Assignment =>
Every record needs to be restated word for word.

Data to use =>
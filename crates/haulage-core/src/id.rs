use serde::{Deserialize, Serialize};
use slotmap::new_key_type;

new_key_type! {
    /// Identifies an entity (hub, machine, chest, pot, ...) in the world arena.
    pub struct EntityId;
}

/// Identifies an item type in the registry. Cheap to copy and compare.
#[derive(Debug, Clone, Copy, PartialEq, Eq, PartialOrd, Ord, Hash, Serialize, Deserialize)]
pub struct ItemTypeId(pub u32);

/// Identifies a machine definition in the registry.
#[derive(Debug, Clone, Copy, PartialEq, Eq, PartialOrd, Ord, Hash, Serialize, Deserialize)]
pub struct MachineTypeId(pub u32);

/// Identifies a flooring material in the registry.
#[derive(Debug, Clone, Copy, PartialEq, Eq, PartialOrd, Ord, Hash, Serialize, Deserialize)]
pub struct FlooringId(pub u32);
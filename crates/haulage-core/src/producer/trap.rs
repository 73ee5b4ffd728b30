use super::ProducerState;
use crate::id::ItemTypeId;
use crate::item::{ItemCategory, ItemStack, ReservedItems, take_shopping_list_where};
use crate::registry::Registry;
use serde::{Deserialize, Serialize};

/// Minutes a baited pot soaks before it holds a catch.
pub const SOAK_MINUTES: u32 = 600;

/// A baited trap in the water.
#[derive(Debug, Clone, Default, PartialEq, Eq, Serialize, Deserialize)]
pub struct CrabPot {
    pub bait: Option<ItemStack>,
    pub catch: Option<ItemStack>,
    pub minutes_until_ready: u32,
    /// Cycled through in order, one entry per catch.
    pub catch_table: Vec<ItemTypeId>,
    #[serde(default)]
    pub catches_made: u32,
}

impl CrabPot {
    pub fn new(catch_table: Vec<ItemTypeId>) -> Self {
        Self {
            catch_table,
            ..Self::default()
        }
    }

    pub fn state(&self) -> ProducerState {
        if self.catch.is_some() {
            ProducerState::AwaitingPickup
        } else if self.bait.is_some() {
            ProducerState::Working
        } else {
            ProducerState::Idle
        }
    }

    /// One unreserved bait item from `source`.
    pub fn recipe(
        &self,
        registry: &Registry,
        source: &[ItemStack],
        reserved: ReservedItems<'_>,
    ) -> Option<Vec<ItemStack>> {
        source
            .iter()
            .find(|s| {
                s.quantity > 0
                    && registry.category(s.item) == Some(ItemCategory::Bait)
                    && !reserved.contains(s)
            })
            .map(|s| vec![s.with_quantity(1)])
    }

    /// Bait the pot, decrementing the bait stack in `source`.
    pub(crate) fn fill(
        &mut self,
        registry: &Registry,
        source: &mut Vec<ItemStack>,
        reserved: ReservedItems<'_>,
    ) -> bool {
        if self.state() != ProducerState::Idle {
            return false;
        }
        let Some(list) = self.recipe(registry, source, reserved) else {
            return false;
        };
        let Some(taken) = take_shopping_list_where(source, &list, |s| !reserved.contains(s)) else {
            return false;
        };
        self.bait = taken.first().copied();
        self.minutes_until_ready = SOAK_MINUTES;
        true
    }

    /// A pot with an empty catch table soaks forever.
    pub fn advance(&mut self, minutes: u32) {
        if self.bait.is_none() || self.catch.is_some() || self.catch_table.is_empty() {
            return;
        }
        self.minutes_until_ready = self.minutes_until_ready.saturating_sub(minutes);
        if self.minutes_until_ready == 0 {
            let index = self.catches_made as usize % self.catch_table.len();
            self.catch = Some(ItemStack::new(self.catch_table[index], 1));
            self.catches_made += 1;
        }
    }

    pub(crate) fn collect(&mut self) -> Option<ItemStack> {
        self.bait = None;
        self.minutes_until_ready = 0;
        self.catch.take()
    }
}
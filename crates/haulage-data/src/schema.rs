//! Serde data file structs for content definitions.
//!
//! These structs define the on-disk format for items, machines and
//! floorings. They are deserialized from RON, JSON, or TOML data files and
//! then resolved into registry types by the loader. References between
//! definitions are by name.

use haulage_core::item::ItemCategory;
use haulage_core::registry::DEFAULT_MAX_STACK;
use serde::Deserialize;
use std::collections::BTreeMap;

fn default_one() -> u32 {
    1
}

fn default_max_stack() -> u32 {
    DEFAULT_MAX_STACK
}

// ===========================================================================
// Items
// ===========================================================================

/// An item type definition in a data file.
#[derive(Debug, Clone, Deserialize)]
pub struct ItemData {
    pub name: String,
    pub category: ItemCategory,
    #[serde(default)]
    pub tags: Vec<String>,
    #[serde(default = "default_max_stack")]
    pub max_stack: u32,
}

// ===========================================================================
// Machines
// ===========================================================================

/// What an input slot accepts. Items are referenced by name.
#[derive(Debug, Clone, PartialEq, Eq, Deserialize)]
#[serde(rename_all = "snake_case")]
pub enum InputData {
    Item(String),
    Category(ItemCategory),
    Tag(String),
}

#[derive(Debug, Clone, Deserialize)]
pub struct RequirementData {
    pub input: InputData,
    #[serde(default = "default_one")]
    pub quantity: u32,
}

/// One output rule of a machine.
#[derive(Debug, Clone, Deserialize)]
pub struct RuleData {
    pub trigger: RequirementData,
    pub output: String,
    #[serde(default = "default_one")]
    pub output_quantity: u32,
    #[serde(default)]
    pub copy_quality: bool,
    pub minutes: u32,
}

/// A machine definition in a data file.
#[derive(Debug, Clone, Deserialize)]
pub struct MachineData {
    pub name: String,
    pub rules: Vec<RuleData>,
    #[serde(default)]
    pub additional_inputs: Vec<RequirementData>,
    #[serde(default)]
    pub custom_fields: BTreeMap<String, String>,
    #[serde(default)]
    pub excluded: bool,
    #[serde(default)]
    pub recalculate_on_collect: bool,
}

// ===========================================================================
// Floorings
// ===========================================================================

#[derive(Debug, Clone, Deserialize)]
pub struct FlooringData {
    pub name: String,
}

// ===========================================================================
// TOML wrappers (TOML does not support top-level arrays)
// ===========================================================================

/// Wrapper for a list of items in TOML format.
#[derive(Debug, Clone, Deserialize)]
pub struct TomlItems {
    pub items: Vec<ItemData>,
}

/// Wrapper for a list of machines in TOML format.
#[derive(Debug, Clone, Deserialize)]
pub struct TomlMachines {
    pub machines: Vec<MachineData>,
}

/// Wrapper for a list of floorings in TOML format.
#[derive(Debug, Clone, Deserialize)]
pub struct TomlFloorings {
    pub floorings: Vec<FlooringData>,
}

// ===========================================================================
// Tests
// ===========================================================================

Answer for this exercise =>
filename crates/haulage-core/src/id.rs
use serde::{Deserialize, Serialize};
use slotmap::new_key_type;

new_key_type! {
    /// Identifies an entity (hub, machine, chest, pot, ...) in the world arena.
    pub struct EntityId;
}

/// Identifies an item type in the registry. Cheap to copy and compare.
#[derive(Debug, Clone, Copy, PartialEq, Eq, PartialOrd, Ord, Hash, Serialize, Deserialize)]
pub struct ItemTypeId(pub u32);

/// Identifies a machine definition in the registry.
#[derive(Debug, Clone, Copy, PartialEq, Eq, PartialOrd, Ord, Hash, Serialize, Deserialize)]
pub struct MachineTypeId(pub u32);

/// Identifies a flooring material in the registry.
#[derive(Debug, Clone, Copy, PartialEq, Eq, PartialOrd, Ord, Hash, Serialize, Deserialize)]
pub struct FlooringId(pub u32);
filename crates/haulage-core/src/producer/trap.rs
repository 73ee5b4ffd728b30
use super::ProducerState;
use crate::id::ItemTypeId;
use crate::item::{ItemCategory, ItemStack, ReservedItems, take_shopping_list_where};
use crate::registry::Registry;
use serde::{Deserialize, Serialize};

/// Minutes a baited pot soaks before it holds a catch.
pub const SOAK_MINUTES: u32 = 600;

/// A baited trap in the water.
#[derive(Debug, Clone, Default, PartialEq, Eq, Serialize, Deserialize)]
pub struct CrabPot {
    pub bait: Option<ItemStack>,
    pub catch: Option<ItemStack>,
    pub minutes_until_ready: u32,
    /// Cycled through in order, one entry per catch.
    pub catch_table: Vec<ItemTypeId>,
    #[serde(default)]
    pub catches_made: u32,
}

impl CrabPot {
    pub fn new(catch_table: Vec<ItemTypeId>) -> Self {
        Self {
            catch_table,
            ..Self::default()
        }
    }

    pub fn state(&self) -> ProducerState {
        if self.catch.is_some() {
            ProducerState::AwaitingPickup
        } else if self.bait.is_some() {
            ProducerState::Working
        } else {
            ProducerState::Idle
        }
    }

    /// One unreserved bait item from `source`.
    pub fn recipe(
        &self,
        registry: &Registry,
        source: &[ItemStack],
        reserved: ReservedItems<'_>,
    ) -> Option<Vec<ItemStack>> {
        source
            .iter()
            .find(|s| {
                s.quantity > 0
                    && registry.category(s.item) == Some(ItemCategory::Bait)
                    && !reserved.contains(s)
            })
            .map(|s| vec![s.with_quantity(1)])
    }

    /// Bait the pot, decrementing the bait stack in `source`.
    pub(crate) fn fill(
        &mut self,
        registry: &Registry,
        source: &mut Vec<ItemStack>,
        reserved: ReservedItems<'_>,
    ) -> bool {
        if self.state() != ProducerState::Idle {
            return false;
        }
        let Some(list) = self.recipe(registry, source, reserved) else {
            return false;
        };
        let Some(taken) = take_shopping_list_where(source, &list, |s| !reserved.contains(s)) else {
            return false;
        };
        self.bait = taken.first().copied();
        self.minutes_until_ready = SOAK_MINUTES;
        true
    }

    /// A pot with an empty catch table soaks forever.
    pub fn advance(&mut self, minutes: u32) {
        if self.bait.is_none() || self.catch.is_some() || self.catch_table.is_empty() {
            return;
        }
        self.minutes_until_ready = self.minutes_until_ready.saturating_sub(minutes);
        if self.minutes_until_ready == 0 {
            let index = self.catches_made as usize % self.catch_table.len();
            self.catch = Some(ItemStack::new(self.catch_table[index], 1));
            self.catches_made += 1;
        }
    }

    pub(crate) fn collect(&mut self) -> Option<ItemStack> {
        self.bait = None;
        self.minutes_until_ready = 0;
        self.catch.take()
    }
}
filename crates/haulage-data/src/schema.rs
//! Serde data file structs for content definitions.
//!
//! These structs define the on-disk format for items, machines and
//! floorings. They are deserialized from RON, JSON, or TOML data files and
//! then resolved into registry types by the loader. References between
//! definitions are by name.

use haulage_core::item::ItemCategory;
use haulage_core::registry::DEFAULT_MAX_STACK;
use serde::Deserialize;
use std::collections::BTreeMap;

fn default_one() -> u32 {
    1
}

fn default_max_stack() -> u32 {
    DEFAULT_MAX_STACK
}

// ===========================================================================
// Items
// ===========================================================================

/// An item type definition in a data file.
#[derive(Debug, Clone, Deserialize)]
pub struct ItemData {
    pub name: String,
    pub category: ItemCategory,
    #[serde(default)]
    pub tags: Vec<String>,
    #[serde(default = "default_max_stack")]
    pub max_stack: u32,
}

// ===========================================================================
// Machines
// ===========================================================================

/// What an input slot accepts. Items are referenced by name.
#[derive(Debug, Clone, PartialEq, Eq, Deserialize)]
#[serde(rename_all = "snake_case")]
pub enum InputData {
    Item(String),
    Category(ItemCategory),
    Tag(String),
}

#[derive(Debug, Clone, Deserialize)]
pub struct RequirementData {
    pub input: InputData,
    #[serde(default = "default_one")]
    pub quantity: u32,
}

/// One output rule of a machine.
#[derive(Debug, Clone, Deserialize)]
pub struct RuleData {
    pub trigger: RequirementData,
    pub output: String,
    #[serde(default = "default_one")]
    pub output_quantity: u32,
    #[serde(default)]
    pub copy_quality: bool,
    pub minutes: u32,
}

/// A machine definition in a data file.
#[derive(Debug, Clone, Deserialize)]
pub struct MachineData {
    pub name: String,
    pub rules: Vec<RuleData>,
    #[serde(default)]
    pub additional_inputs: Vec<RequirementData>,
    #[serde(default)]
    pub custom_fields: BTreeMap<String, String>,
    #[serde(default)]
    pub excluded: bool,
    #[serde(default)]
    pub recalculate_on_collect: bool,
}

// ===========================================================================
// Floorings
// ===========================================================================

#[derive(Debug, Clone, Deserialize)]
pub struct FlooringData {
    pub name: String,
}

// ===========================================================================
// TOML wrappers (TOML does not support top-level arrays)
// ===========================================================================

/// Wrapper for a list of items in TOML format.
#[derive(Debug, Clone, Deserialize)]
pub struct TomlItems {
    pub items: Vec<ItemData>,
}

/// Wrapper for a list of machines in TOML format.
#[derive(Debug, Clone, Deserialize)]
pub struct TomlMachines {
    pub machines: Vec<MachineData>,
}

/// Wrapper for a list of floorings in TOML format.
#[derive(Debug, Clone, Deserialize)]
pub struct TomlFloorings {
    pub floorings: Vec<FlooringData>,
}

// ===========================================================================
// Tests
// ===========================================================================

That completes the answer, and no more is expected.